Young women's beliefs and values about working with and for people may be keeping them from careers in physics, engineering, astronomy and information technology, according to research presented at the spring meeting of the Society for Research in Child Development.

University of Michigan psychologist Jacquelynne Eccles, PhD, and research scientist Mina Vida studied young women and men who pursued science careers and found that the girls in their study tended to choose careers in the biological sciences--social sciences, environmental sciences and medicine--over the mathematically based sciences because they perceived the latter to be less people-oriented and to have less value to society.

"They think of these jobs as isolating or mechanical," says Eccles, who is a professor of psychology, women's studies and education and the director of the Gender and Achievement Research Program at the University of Michigan. "Although these girls might be interested in physics and are confident of their mathematical abilities, they choose to go into the biological sciences or medicine because they want a job that more directly helps people."

The study, which was funded by organizations including the Spencer Foundation, the National Institute of Child Health and Human Development, and the National Science Foundation, is based on data collected over 17 years as part of the Michigan Study of Adolescent Life Transitions (MSALT). MSALT is following more than 1,700 Michigan students from sixth grade through young adulthood, tracing the development of their achievement-related beliefs, self-perceptions, values and psychological adjustment and analyzing how each affects their educational and occupational choices.

For this study, Eccles and Vida compared young women and men who went into the social and biological sciences versus the physical sciences. They found that girls and boys who were more people-oriented--who placed a high value on doing work that helped and involved people--were two to three times more likely to chose college majors and careers in the biological sciences than the mathematically-based sciences. Girls were more likely to be people-oriented and placed a higher value on English than mathematics, while boys ranked the value of mathematics more highly.

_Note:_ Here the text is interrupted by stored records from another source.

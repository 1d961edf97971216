//! One cross-chain step end to end: send, flush, wait for the
//! acknowledgement, settle.

use std::{path::Path, sync::Arc, time::Duration};

use futures::future::try_join_all;
use interchain_testing_core::{
    chain::{ChainError, IbcTimeout, NetworkHandle, TransferOptions, TransferTx, WalletAmount},
    config::Settings,
    ibc::{Acknowledgement, PacketTracker, TransitionError},
    relayer::{ControllerError, RelayerController},
    scenario::{AckError, AckWaiter, Environment, WaitError, wait::wait_for_blocks},
};
use thiserror::Error;
use tracing::{info, warn};

use crate::memo::WasmHookMemo;

#[derive(Debug, Error)]
pub enum HarnessError {
    #[error("network {chain_id} is not part of the environment")]
    UnknownNetwork { chain_id: String },
    #[error("relayer {name} is not part of the environment")]
    UnknownRelayer { name: String },
    #[error(transparent)]
    Chain(#[from] ChainError),
    #[error("transfer from {chain_id} was not accepted: {reason}")]
    InvalidTransfer { chain_id: String, reason: String },
    #[error(transparent)]
    Relay(#[from] ControllerError),
    #[error(transparent)]
    Ack(#[from] AckError),
    #[error(transparent)]
    Settle(#[from] WaitError),
    #[error(transparent)]
    Tracking(#[from] TransitionError),
}

/// One ICS-20 send. `amount.address` is the receiver on the far chain.
#[derive(Clone, Debug)]
pub struct TransferRequest {
    pub src_chain: String,
    pub dst_chain: String,
    pub path: String,
    pub channel_id: String,
    pub signer: String,
    pub amount: WalletAmount,
    pub options: TransferOptions,
}

impl TransferRequest {
    #[must_use]
    pub fn new(
        src_chain: impl Into<String>,
        dst_chain: impl Into<String>,
        path: impl Into<String>,
        channel_id: impl Into<String>,
        signer: impl Into<String>,
        amount: WalletAmount,
    ) -> Self {
        Self {
            src_chain: src_chain.into(),
            dst_chain: dst_chain.into(),
            path: path.into(),
            channel_id: channel_id.into(),
            signer: signer.into(),
            amount,
            options: TransferOptions::default(),
        }
    }

    #[must_use]
    pub fn with_memo(mut self, memo: impl Into<String>) -> Self {
        self.options = self.options.with_memo(memo);
        self
    }

    #[must_use]
    pub fn with_hook(self, hook: &WasmHookMemo) -> Self {
        self.with_memo(hook.to_string())
    }

    #[must_use]
    pub fn with_timeout(mut self, timeout: IbcTimeout) -> Self {
        self.options = self.options.with_timeout(timeout);
        self
    }
}

#[derive(Clone, Debug)]
pub struct TransferReceipt {
    pub tx: TransferTx,
    pub pre_send_height: u64,
    pub ack: Acknowledgement,
    pub tracker: PacketTracker,
}

#[derive(Clone, Debug, PartialEq, Eq)]
pub struct Deployment {
    pub code_id: u64,
    pub address: String,
}

/// Drives scenario steps against a built environment through one relayer.
pub struct Harness {
    env: Arc<Environment>,
    relayer: RelayerController,
    waiter: AckWaiter,
    ack_window_blocks: u64,
    settle_blocks: u64,
    settle_timeout: Duration,
    poll_interval: Duration,
}

impl Harness {
    pub fn new(
        env: Arc<Environment>,
        relayer: &str,
        settings: &Settings,
    ) -> Result<Self, HarnessError> {
        let relayer = env
            .relayer(relayer)
            .ok_or_else(|| HarnessError::UnknownRelayer {
                name: relayer.to_owned(),
            })?;
        Ok(Self {
            env,
            relayer,
            waiter: AckWaiter::from_settings(settings),
            ack_window_blocks: settings.ack_window_blocks,
            settle_blocks: settings.settle_blocks,
            settle_timeout: settings.liveness_timeout,
            poll_interval: settings.ack_poll_interval,
        })
    }

    #[must_use]
    pub const fn environment(&self) -> &Arc<Environment> {
        &self.env
    }

    #[must_use]
    pub const fn relayer(&self) -> &RelayerController {
        &self.relayer
    }

    pub fn network(&self, chain_id: &str) -> Result<&Arc<dyn NetworkHandle>, HarnessError> {
        self.env
            .network(chain_id)
            .ok_or_else(|| HarnessError::UnknownNetwork {
                chain_id: chain_id.to_owned(),
            })
    }

    /// Sends, flushes, waits for the acknowledgement within the configured
    /// window past the pre-send height, then lets both chains settle.
    ///
    /// An error acknowledgement surfaces as [`AckError::Mismatch`] and a
    /// packet timeout as [`AckError::PacketTimedOut`]; neither settles.
    pub async fn transfer(
        &self,
        request: &TransferRequest,
    ) -> Result<TransferReceipt, HarnessError> {
        let (tx, pre_send_height, mut tracker) = self.send_and_flush(request).await?;
        let src = self.network(&request.src_chain)?;

        let to_height = pre_send_height + self.ack_window_blocks;
        let ack = match self
            .waiter
            .poll_for_ack(src.as_ref(), pre_send_height, to_height, tracker.packet())
            .await
        {
            Ok(ack) => ack,
            Err(err) => {
                match &err {
                    AckError::Mismatch { reason, .. } => {
                        tracker.acknowledged(Acknowledgement::error(reason.clone()))?;
                    }
                    AckError::PacketTimedOut { .. } => tracker.timed_out()?,
                    AckError::Timeout { .. } | AckError::Query { .. } => {}
                }
                warn!(packet = %tracker.packet(), error = %err, "transfer did not succeed");
                return Err(err.into());
            }
        };
        tracker.acknowledged(ack.clone())?;

        self.settle(&[&request.src_chain, &request.dst_chain]).await?;
        info!(packet = %tracker.packet(), "transfer settled");

        Ok(TransferReceipt {
            tx,
            pre_send_height,
            ack,
            tracker,
        })
    }

    /// Like [`Harness::transfer`] but expects the packet to time out and be
    /// refunded on the source chain.
    pub async fn transfer_expecting_timeout(
        &self,
        request: &TransferRequest,
    ) -> Result<PacketTracker, HarnessError> {
        let (_, pre_send_height, mut tracker) = self.send_and_flush(request).await?;
        let src = self.network(&request.src_chain)?;

        let to_height = pre_send_height + self.ack_window_blocks;
        self.waiter
            .poll_for_timeout(src.as_ref(), pre_send_height, to_height, tracker.packet())
            .await?;
        tracker.timed_out()?;

        self.settle(&[&request.src_chain]).await?;
        Ok(tracker)
    }

    /// Waits for the configured number of blocks on every named chain.
    pub async fn settle(&self, chain_ids: &[&str]) -> Result<(), HarnessError> {
        let networks = chain_ids
            .iter()
            .map(|chain_id| self.network(chain_id))
            .collect::<Result<Vec<_>, _>>()?;
        try_join_all(networks.into_iter().map(|network| {
            wait_for_blocks(
                network.as_ref(),
                self.settle_blocks,
                self.settle_timeout,
                self.poll_interval,
            )
        }))
        .await?;
        Ok(())
    }

    /// Stores `artifact` and instantiates it once.
    pub async fn deploy_contract(
        &self,
        chain_id: &str,
        signer: &str,
        artifact: &Path,
        init: &serde_json::Value,
        label: &str,
        no_admin: bool,
    ) -> Result<Deployment, HarnessError> {
        let network = self.network(chain_id)?;
        let code_id = network.store_code(signer, artifact).await?;
        let address = network
            .instantiate_contract(signer, code_id, init, label, no_admin)
            .await?;
        info!(chain_id, code_id, %address, "contract deployed");
        Ok(Deployment { code_id, address })
    }

    async fn send_and_flush(
        &self,
        request: &TransferRequest,
    ) -> Result<(TransferTx, u64, PacketTracker), HarnessError> {
        let src = self.network(&request.src_chain)?;
        self.network(&request.dst_chain)?;

        let pre_send_height = src.height().await?;
        let tx = src
            .send_ibc_transfer(
                &request.channel_id,
                &request.signer,
                &request.amount,
                &request.options,
            )
            .await?;
        tx.validate()
            .map_err(|reason| HarnessError::InvalidTransfer {
                chain_id: request.src_chain.clone(),
                reason,
            })?;
        info!(
            src = %request.src_chain,
            dst = %request.dst_chain,
            channel = %request.channel_id,
            sequence = tx.packet.sequence,
            amount = %request.amount.coin(),
            "transfer sent"
        );

        let mut tracker = PacketTracker::sent(tx.packet.reference().with_path(&request.path));
        self.relayer
            .flush(&request.path, &request.channel_id)
            .await?;
        tracker.flushed()?;

        Ok((tx, pre_send_height, tracker))
    }
}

"Boys' beliefs and values are pulling them toward [mathematically based sciences] while girls' are pushing them in other directions," says Eccles.

The researchers also found that math and science self-confidence and performance anxiety played smaller roles in career choice in their study than previous studies have found, indicating that simply raising girls' confidence about math and science is not enough to draw them to mathematically based sciences, says Eccles.

More programs are needed that show young people how physics, math and engineering jobs are people-oriented and valuable to society, says Eccles, who points to a University of Michigan program called GO-GIRL as a prime example.

"We do a bad job of explaining to young people what you do in different jobs---they don't think that engineers design and build buildings that work efficiently and safely for the people who use them," says Eccles. "If you want to attract women to these types of jobs, you need to provide more information about them and how they can provide young women with opportunities to fulfill their broader occupational and personal goals."